Prompt
For this exercise, repeat each entry exactly as written.

Records provided
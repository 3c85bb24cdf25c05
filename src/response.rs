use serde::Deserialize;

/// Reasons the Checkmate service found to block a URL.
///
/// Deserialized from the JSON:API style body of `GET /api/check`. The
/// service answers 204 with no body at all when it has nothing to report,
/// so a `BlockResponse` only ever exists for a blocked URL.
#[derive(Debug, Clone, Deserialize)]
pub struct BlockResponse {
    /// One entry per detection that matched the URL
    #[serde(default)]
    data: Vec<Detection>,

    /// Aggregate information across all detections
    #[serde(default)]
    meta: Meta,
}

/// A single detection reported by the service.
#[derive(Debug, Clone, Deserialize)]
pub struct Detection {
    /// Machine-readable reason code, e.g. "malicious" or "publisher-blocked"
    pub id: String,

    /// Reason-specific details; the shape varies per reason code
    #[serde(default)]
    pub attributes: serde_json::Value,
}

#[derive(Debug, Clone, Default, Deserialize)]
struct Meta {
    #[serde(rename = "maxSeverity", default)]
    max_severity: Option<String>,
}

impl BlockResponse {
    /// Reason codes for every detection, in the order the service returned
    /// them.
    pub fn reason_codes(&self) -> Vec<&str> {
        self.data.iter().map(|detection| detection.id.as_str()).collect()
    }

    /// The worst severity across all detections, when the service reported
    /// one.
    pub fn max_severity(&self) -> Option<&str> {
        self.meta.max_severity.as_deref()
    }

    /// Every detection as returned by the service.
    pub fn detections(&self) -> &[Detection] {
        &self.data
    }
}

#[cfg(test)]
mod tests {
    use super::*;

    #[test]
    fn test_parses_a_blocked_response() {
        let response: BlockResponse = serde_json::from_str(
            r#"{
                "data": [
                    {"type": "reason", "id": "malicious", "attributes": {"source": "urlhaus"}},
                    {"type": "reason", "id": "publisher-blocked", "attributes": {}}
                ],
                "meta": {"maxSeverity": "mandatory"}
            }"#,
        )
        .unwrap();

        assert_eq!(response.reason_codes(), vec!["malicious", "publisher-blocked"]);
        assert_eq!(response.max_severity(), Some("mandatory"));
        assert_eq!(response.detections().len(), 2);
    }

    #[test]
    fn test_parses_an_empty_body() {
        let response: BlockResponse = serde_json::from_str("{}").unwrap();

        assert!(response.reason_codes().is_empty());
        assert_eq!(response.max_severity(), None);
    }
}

Task output
repository 3c85bb24cdf25c05
filename src/response.rs
use serde::Deserialize;

/// Reasons the Checkmate service found to block a URL.
///
/// Deserialized from the JSON:API style body of `GET /api/check`. The
/// service answers 204 with no body at all when it has nothing to report,
/// so a `BlockResponse` only ever exists for a blocked URL.
#[derive(Debug, Clone, Deserialize)]
pub struct BlockResponse {
    /// One entry per detection that matched the URL
    #[serde(default)]
    data: Vec<Detection>,

    /// Aggregate information across all detections
    #[serde(default)]
    meta: Meta,
}

/// A single detection reported by the service.
#[derive(Debug, Clone, Deserialize)]
pub struct Detection {
    /// Machine-readable reason code, e.g. "malicious" or "publisher-blocked"
    pub id: String,

    /// Reason-specific details; the shape varies per reason code
    #[serde(default)]
    pub attributes: serde_json::Value,
}

#[derive(Debug, Clone, Default, Deserialize)]
struct Meta {
    #[serde(rename = "maxSeverity", default)]
    max_severity: Option<String>,
}

impl BlockResponse {
    /// Reason codes for every detection, in the order the service returned
    /// them.
    pub fn reason_codes(&self) -> Vec<&str> {
        self.data.iter().map(|detection| detection.id.as_str()).collect()
    }

    /// The worst severity across all detections, when the service reported
    /// one.
    pub fn max_severity(&self) -> Option<&str> {
        self.meta.max_severity.as_deref()
    }

    /// Every detection as returned by the service.
    pub fn detections(&self) -> &[Detection] {
        &self.data
    }
}

#[cfg(test)]
mod tests {
    use super::*;

    #[test]
    fn test_parses_a_blocked_response() {
        let response: BlockResponse = serde_json::from_str(
            r#"{
                "data": [
                    {"type": "reason", "id": "malicious", "attributes": {"source": "urlhaus"}},
                    {"type": "reason", "id": "publisher-blocked", "attributes": {}}
                ],
                "meta": {"maxSeverity": "mandatory"}
            }"#,
        )
        .unwrap();

        assert_eq!(response.reason_codes(), vec!["malicious", "publisher-blocked"]);
        assert_eq!(response.max_severity(), Some("mandatory"));
        assert_eq!(response.detections().len(), 2);
    }

    #[test]
    fn test_parses_an_empty_body() {
        let response: BlockResponse = serde_json::from_str("{}").unwrap();

        assert!(response.reason_codes().is_empty());
        assert_eq!(response.max_severity(), None);
    }
}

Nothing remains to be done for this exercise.